◆ **What you will do**: Count the lines that contain the string "Result" in the records beneath, and respond with the number only.

◆ **Provided data**:

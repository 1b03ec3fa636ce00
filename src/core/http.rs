//! HTTP endpoint server assembled from grouped decorator chains

use axum::{
    extract::{Path, State},
    http::{header::CACHE_CONTROL, HeaderName, HeaderValue, StatusCode},
    response::Json,
    Router,
};
use serde_json::{json, Value};
use std::sync::Arc;
use std::time::Instant;
use tower_http::{
    cors::CorsLayer,
    trace::{DefaultMakeSpan, DefaultOnRequest, DefaultOnResponse, TraceLayer},
};
use tracing::{info, Level};

use crate::metrics::Metrics;
use crate::middleware::{
    log_request, recover_panic, set_response_header, track_metrics, Decorator, Handler, Mux,
};

pub const SERVICE_NAME: &str = "heartmux";

#[derive(Clone)]
pub struct AppState {
    pub metrics: Arc<Metrics>,
    pub start_time: Arc<Instant>,
}

impl AppState {
    pub fn new(metrics: Arc<Metrics>) -> Self {
        Self {
            metrics,
            start_time: Arc::new(Instant::now()),
        }
    }
}

pub async fn health_check(State(state): State<AppState>) -> Json<Value> {
    Json(json!({
        "status": "healthy",
        "uptime_seconds": state.start_time.elapsed().as_secs(),
        "service": SERVICE_NAME
    }))
}

pub async fn metrics_handler(State(state): State<AppState>) -> Result<String, StatusCode> {
    state
        .metrics
        .export()
        .map_err(|_| StatusCode::INTERNAL_SERVER_ERROR)
}

async fn echo(Path(message): Path<String>) -> Json<Value> {
    Json(json!({ "message": message }))
}

async fn server_time() -> Json<Value> {
    Json(json!({ "now": chrono::Utc::now().to_rfc3339() }))
}

/// Build the routing tree.
///
/// Global decorators wrap every request, ungrouped routes and 404s included.
/// `/health` and `/metrics` carry no route decorators of their own.
pub fn create_mux(state: AppState) -> Mux {
    let mut mux = Mux::new();

    mux.use_global([
        recover_panic(),
        Decorator::from_layer(
            "trace",
            TraceLayer::new_for_http()
                .make_span_with(DefaultMakeSpan::new().level(Level::DEBUG))
                .on_request(DefaultOnRequest::new().level(Level::DEBUG))
                .on_response(DefaultOnResponse::new().level(Level::DEBUG)),
        ),
        log_request(),
        track_metrics(state.metrics.clone()),
    ]);

    mux.handle(
        "GET /health",
        Handler::from_stateful_handler(health_check, state.clone()),
    );
    mux.handle(
        "GET /metrics",
        Handler::from_stateful_handler(metrics_handler, state),
    );

    mux.group(|api| {
        api.use_route([
            Decorator::from_layer("cors", CorsLayer::permissive()),
            set_response_header(CACHE_CONTROL, HeaderValue::from_static("no-store")),
        ]);
        api.handle("GET /api/echo/{message}", Handler::from_handler(echo));

        api.group(|v1| {
            v1.use_route([set_response_header(
                HeaderName::from_static("x-api-version"),
                HeaderValue::from_static("1"),
            )]);
            v1.handle("GET /api/v1/time", Handler::from_handler(server_time));
        });
    });

    mux
}

pub fn create_router(state: AppState) -> Router {
    create_mux(state).into_router()
}

pub async fn start_server(port: u16) -> Result<(), Box<dyn std::error::Error>> {
    let metrics = Arc::new(Metrics::new()?);
    let app = create_router(AppState::new(metrics));
    let listener = tokio::net::TcpListener::bind(format!("0.0.0.0:{}", port)).await?;

    info!(port = port, "HTTP server listening on port {}", port);
    axum::serve(listener, app).await?;

    Ok(())
}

◆ **Exercise answer**: 2